New Hong Kong leader takes office amid swirling discontent, unease over China's influence

• HONG KONG (AP) -- A pro-democracy heckler interrupted a speech by Chinese President Hu Jintao at the swearing-in of Hong Kong's new leader Sunday and tens of thousands of residents marched to protest Chinese rule on the 15th anniversary of the Asian financial hub's return to Beijing's control.

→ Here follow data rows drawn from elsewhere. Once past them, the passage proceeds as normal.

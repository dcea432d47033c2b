//! Diagnostic tracing for the task runner.
//!
//! Operator output is the command echo (`> go run ...`), the found/install
//! notices on stdout, the child's own stderr, and the final error chain
//! printed by `main`. Tracing stays silent on top of that unless `RUST_LOG`
//! asks for it: failure paths log at `debug`, never at the default level.

use std::io::IsTerminal;

use tracing_subscriber::{EnvFilter, fmt, layer::SubscriberExt, util::SubscriberInitExt};

/// Filter applied when `RUST_LOG` is unset.
const DEFAULT_FILTER: &str = "warn";

/// Initialize the stderr subscriber.
///
/// Colors are only emitted when stderr is a terminal.
///
/// # Example
/// ```bash
/// RUST_LOG=tasks=debug tasks production
/// ```
pub fn init() {
    let filter =
        EnvFilter::try_from_default_env().unwrap_or_else(|_| EnvFilter::new(DEFAULT_FILTER));

    tracing_subscriber::registry()
        .with(filter)
        .with(
            fmt::layer()
                .with_writer(std::io::stderr)
                .with_ansi(std::io::stderr().is_terminal())
                .compact(),
        )
        .init();
}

• The outpouring of discontent underscored rising tensions between the Communist mainland and the vibrant city of 7 million that was returned to China in 1997 after more than a century of British colonial rule. While much of the discontent revolves around growing economic inequality and stunted democratic development, Hong Kongers are also upset over what they see as arrogant Chinese behavior -- wealthy mainlanders taking over retail outlets during flashy Hong Kong shopping trips, for example, or even the choice of language during Sunday's swearing-in ceremony, Beijing-accented Mandarin instead of the Cantonese dialect spoken locally.
• In the ceremony, self-made millionaire Leung Chun-ying, 57, became Hong Kong's third chief executive after Donald Tsang and Tung Chee-hwa. He has promised to address Hong Kongers' economic needs, including skyrocketing housing prices, which many blame on deep-pocketed mainland apartment buyers.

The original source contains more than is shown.